Please set down each line of the data again, unchanged.

BEGIN Extracted data

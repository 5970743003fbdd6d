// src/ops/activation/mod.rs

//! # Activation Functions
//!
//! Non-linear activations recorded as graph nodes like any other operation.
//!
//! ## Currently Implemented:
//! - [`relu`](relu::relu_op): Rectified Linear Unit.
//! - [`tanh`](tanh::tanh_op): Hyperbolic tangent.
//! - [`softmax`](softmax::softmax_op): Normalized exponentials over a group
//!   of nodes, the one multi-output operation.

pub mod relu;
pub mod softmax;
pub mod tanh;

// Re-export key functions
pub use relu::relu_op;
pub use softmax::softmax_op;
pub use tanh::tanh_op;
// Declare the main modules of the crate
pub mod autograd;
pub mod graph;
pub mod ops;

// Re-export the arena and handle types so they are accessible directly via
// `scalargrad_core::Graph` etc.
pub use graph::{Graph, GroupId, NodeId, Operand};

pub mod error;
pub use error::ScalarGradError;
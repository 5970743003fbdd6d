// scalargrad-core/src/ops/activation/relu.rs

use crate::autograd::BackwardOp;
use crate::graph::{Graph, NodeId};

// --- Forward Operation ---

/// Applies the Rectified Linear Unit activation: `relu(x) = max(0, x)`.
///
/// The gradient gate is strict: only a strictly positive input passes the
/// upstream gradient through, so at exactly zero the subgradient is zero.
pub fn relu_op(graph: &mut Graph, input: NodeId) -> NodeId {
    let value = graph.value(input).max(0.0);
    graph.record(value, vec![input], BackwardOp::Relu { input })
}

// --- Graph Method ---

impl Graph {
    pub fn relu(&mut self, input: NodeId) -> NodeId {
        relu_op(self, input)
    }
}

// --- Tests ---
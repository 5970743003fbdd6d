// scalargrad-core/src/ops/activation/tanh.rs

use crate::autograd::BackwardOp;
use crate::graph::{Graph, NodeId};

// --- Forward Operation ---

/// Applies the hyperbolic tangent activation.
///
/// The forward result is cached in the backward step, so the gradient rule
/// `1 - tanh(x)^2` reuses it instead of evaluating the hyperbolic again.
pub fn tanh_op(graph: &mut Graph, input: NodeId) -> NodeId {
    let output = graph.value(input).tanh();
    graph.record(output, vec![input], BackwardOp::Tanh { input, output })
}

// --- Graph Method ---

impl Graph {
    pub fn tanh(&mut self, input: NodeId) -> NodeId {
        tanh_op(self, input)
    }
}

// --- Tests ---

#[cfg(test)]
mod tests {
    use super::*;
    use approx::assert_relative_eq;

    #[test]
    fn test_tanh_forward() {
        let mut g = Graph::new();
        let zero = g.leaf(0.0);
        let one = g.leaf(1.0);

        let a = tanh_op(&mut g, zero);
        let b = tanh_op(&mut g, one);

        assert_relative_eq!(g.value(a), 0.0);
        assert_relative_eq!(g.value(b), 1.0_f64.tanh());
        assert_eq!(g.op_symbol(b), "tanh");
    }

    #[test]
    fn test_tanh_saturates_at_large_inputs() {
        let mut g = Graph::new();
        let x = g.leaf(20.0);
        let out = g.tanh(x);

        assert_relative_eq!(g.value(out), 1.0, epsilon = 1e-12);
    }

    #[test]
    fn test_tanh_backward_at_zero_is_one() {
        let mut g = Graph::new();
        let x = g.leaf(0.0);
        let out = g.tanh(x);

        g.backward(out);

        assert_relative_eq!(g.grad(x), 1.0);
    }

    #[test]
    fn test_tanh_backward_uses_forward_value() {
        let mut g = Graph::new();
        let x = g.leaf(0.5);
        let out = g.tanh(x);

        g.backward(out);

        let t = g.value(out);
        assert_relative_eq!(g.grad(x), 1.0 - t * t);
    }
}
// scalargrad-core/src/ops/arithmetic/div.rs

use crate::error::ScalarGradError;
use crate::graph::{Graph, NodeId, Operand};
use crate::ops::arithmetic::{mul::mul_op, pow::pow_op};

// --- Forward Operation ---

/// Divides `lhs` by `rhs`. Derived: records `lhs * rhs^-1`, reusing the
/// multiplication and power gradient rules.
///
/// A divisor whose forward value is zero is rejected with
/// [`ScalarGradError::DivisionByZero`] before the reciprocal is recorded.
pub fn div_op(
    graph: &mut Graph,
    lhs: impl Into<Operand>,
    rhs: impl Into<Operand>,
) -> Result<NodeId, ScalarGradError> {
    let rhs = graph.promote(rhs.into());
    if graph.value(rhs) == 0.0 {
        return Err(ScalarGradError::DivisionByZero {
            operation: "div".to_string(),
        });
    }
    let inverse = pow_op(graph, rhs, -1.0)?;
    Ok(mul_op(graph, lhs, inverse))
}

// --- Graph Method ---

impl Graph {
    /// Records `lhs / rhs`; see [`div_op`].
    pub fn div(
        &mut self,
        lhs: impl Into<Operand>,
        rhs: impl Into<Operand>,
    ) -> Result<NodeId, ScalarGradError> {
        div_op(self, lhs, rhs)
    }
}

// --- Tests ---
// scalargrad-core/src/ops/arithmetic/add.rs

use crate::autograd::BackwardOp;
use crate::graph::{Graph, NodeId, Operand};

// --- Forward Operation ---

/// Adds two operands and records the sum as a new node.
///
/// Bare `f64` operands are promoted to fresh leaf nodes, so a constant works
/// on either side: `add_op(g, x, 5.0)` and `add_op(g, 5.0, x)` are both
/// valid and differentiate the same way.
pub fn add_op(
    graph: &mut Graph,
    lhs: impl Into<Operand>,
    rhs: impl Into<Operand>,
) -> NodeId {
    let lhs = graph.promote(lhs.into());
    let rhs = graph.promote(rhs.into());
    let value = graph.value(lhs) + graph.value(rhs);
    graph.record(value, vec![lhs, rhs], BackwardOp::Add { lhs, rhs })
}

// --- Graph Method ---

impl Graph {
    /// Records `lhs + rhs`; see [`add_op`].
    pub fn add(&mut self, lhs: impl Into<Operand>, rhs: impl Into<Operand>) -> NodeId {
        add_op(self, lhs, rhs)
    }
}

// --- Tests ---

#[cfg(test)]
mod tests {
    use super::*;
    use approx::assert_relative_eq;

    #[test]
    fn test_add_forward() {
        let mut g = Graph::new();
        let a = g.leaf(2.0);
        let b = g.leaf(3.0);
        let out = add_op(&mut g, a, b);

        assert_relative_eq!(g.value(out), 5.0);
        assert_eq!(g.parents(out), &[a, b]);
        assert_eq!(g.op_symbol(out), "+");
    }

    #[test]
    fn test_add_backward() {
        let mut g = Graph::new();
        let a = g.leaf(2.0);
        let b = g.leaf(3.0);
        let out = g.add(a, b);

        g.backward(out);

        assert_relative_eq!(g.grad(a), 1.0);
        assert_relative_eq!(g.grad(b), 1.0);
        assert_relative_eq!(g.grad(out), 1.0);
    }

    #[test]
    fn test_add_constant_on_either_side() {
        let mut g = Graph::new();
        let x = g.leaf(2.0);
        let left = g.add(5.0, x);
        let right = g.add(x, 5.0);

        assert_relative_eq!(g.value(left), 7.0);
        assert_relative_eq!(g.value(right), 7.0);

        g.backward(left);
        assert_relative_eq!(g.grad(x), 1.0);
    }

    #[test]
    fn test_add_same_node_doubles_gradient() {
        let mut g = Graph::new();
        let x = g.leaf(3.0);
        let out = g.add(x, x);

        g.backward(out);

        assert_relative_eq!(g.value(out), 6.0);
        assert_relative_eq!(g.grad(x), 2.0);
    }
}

END Extracted data

Written response:
repository 5970743003fbdd6d
// src/ops/activation/mod.rs

//! # Activation Functions
//!
//! Non-linear activations recorded as graph nodes like any other operation.
//!
//! ## Currently Implemented:
//! - [`relu`](relu::relu_op): Rectified Linear Unit.
//! - [`tanh`](tanh::tanh_op): Hyperbolic tangent.
//! - [`softmax`](softmax::softmax_op): Normalized exponentials over a group
//!   of nodes, the one multi-output operation.

pub mod relu;
pub mod softmax;
pub mod tanh;

// Re-export key functions
pub use relu::relu_op;
pub use softmax::softmax_op;
pub use tanh::tanh_op;
// Declare the main modules of the crate
pub mod autograd;
pub mod graph;
pub mod ops;

// Re-export the arena and handle types so they are accessible directly via
// `scalargrad_core::Graph` etc.
pub use graph::{Graph, GroupId, NodeId, Operand};

pub mod error;
pub use error::ScalarGradError;
repository 5970743003fbdd6d
// scalargrad-core/src/ops/activation/relu.rs

use crate::autograd::BackwardOp;
use crate::graph::{Graph, NodeId};

// --- Forward Operation ---

/// Applies the Rectified Linear Unit activation: `relu(x) = max(0, x)`.
///
/// The gradient gate is strict: only a strictly positive input passes the
/// upstream gradient through, so at exactly zero the subgradient is zero.
pub fn relu_op(graph: &mut Graph, input: NodeId) -> NodeId {
    let value = graph.value(input).max(0.0);
    graph.record(value, vec![input], BackwardOp::Relu { input })
}

// --- Graph Method ---

impl Graph {
    pub fn relu(&mut self, input: NodeId) -> NodeId {
        relu_op(self, input)
    }
}

// --- Tests ---
repository 5970743003fbdd6d
// scalargrad-core/src/ops/activation/tanh.rs

use crate::autograd::BackwardOp;
use crate::graph::{Graph, NodeId};

// --- Forward Operation ---

/// Applies the hyperbolic tangent activation.
///
/// The forward result is cached in the backward step, so the gradient rule
/// `1 - tanh(x)^2` reuses it instead of evaluating the hyperbolic again.
pub fn tanh_op(graph: &mut Graph, input: NodeId) -> NodeId {
    let output = graph.value(input).tanh();
    graph.record(output, vec![input], BackwardOp::Tanh { input, output })
}

// --- Graph Method ---

impl Graph {
    pub fn tanh(&mut self, input: NodeId) -> NodeId {
        tanh_op(self, input)
    }
}

// --- Tests ---

#[cfg(test)]
mod tests {
    use super::*;
    use approx::assert_relative_eq;

    #[test]
    fn test_tanh_forward() {
        let mut g = Graph::new();
        let zero = g.leaf(0.0);
        let one = g.leaf(1.0);

        let a = tanh_op(&mut g, zero);
        let b = tanh_op(&mut g, one);

        assert_relative_eq!(g.value(a), 0.0);
        assert_relative_eq!(g.value(b), 1.0_f64.tanh());
        assert_eq!(g.op_symbol(b), "tanh");
    }

    #[test]
    fn test_tanh_saturates_at_large_inputs() {
        let mut g = Graph::new();
        let x = g.leaf(20.0);
        let out = g.tanh(x);

        assert_relative_eq!(g.value(out), 1.0, epsilon = 1e-12);
    }

    #[test]
    fn test_tanh_backward_at_zero_is_one() {
        let mut g = Graph::new();
        let x = g.leaf(0.0);
        let out = g.tanh(x);

        g.backward(out);

        assert_relative_eq!(g.grad(x), 1.0);
    }

    #[test]
    fn test_tanh_backward_uses_forward_value() {
        let mut g = Graph::new();
        let x = g.leaf(0.5);
        let out = g.tanh(x);

        g.backward(out);

        let t = g.value(out);
        assert_relative_eq!(g.grad(x), 1.0 - t * t);
    }
}
// scalargrad-core/src/ops/arithmetic/div.rs

use crate::error::ScalarGradError;
use crate::graph::{Graph, NodeId, Operand};
use crate::ops::arithmetic::{mul::mul_op, pow::pow_op};

// --- Forward Operation ---

/// Divides `lhs` by `rhs`. Derived: records `lhs * rhs^-1`, reusing the
/// multiplication and power gradient rules.
///
/// A divisor whose forward value is zero is rejected with
/// [`ScalarGradError::DivisionByZero`] before the reciprocal is recorded.
pub fn div_op(
    graph: &mut Graph,
    lhs: impl Into<Operand>,
    rhs: impl Into<Operand>,
) -> Result<NodeId, ScalarGradError> {
    let rhs = graph.promote(rhs.into());
    if graph.value(rhs) == 0.0 {
        return Err(ScalarGradError::DivisionByZero {
            operation: "div".to_string(),
        });
    }
    let inverse = pow_op(graph, rhs, -1.0)?;
    Ok(mul_op(graph, lhs, inverse))
}

// --- Graph Method ---

impl Graph {
    /// Records `lhs / rhs`; see [`div_op`].
    pub fn div(
        &mut self,
        lhs: impl Into<Operand>,
        rhs: impl Into<Operand>,
    ) -> Result<NodeId, ScalarGradError> {
        div_op(self, lhs, rhs)
    }
}

// --- Tests ---
// scalargrad-core/src/ops/arithmetic/add.rs

use crate::autograd::BackwardOp;
use crate::graph::{Graph, NodeId, Operand};

// --- Forward Operation ---

/// Adds two operands and records the sum as a new node.
///
/// Bare `f64` operands are promoted to fresh leaf nodes, so a constant works
/// on either side: `add_op(g, x, 5.0)` and `add_op(g, 5.0, x)` are both
/// valid and differentiate the same way.
pub fn add_op(
    graph: &mut Graph,
    lhs: impl Into<Operand>,
    rhs: impl Into<Operand>,
) -> NodeId {
    let lhs = graph.promote(lhs.into());
    let rhs = graph.promote(rhs.into());
    let value = graph.value(lhs) + graph.value(rhs);
    graph.record(value, vec![lhs, rhs], BackwardOp::Add { lhs, rhs })
}

// --- Graph Method ---

impl Graph {
    /// Records `lhs + rhs`; see [`add_op`].
    pub fn add(&mut self, lhs: impl Into<Operand>, rhs: impl Into<Operand>) -> NodeId {
        add_op(self, lhs, rhs)
    }
}

// --- Tests ---

#[cfg(test)]
mod tests {
    use super::*;
    use approx::assert_relative_eq;

    #[test]
    fn test_add_forward() {
        let mut g = Graph::new();
        let a = g.leaf(2.0);
        let b = g.leaf(3.0);
        let out = add_op(&mut g, a, b);

        assert_relative_eq!(g.value(out), 5.0);
        assert_eq!(g.parents(out), &[a, b]);
        assert_eq!(g.op_symbol(out), "+");
    }

    #[test]
    fn test_add_backward() {
        let mut g = Graph::new();
        let a = g.leaf(2.0);
        let b = g.leaf(3.0);
        let out = g.add(a, b);

        g.backward(out);

        assert_relative_eq!(g.grad(a), 1.0);
        assert_relative_eq!(g.grad(b), 1.0);
        assert_relative_eq!(g.grad(out), 1.0);
    }

    #[test]
    fn test_add_constant_on_either_side() {
        let mut g = Graph::new();
        let x = g.leaf(2.0);
        let left = g.add(5.0, x);
        let right = g.add(x, 5.0);

        assert_relative_eq!(g.value(left), 7.0);
        assert_relative_eq!(g.value(right), 7.0);

        g.backward(left);
        assert_relative_eq!(g.grad(x), 1.0);
    }

    #[test]
    fn test_add_same_node_doubles_gradient() {
        let mut g = Graph::new();
        let x = g.leaf(3.0);
        let out = g.add(x, x);

        g.backward(out);

        assert_relative_eq!(g.value(out), 6.0);
        assert_relative_eq!(g.grad(x), 2.0);
    }
}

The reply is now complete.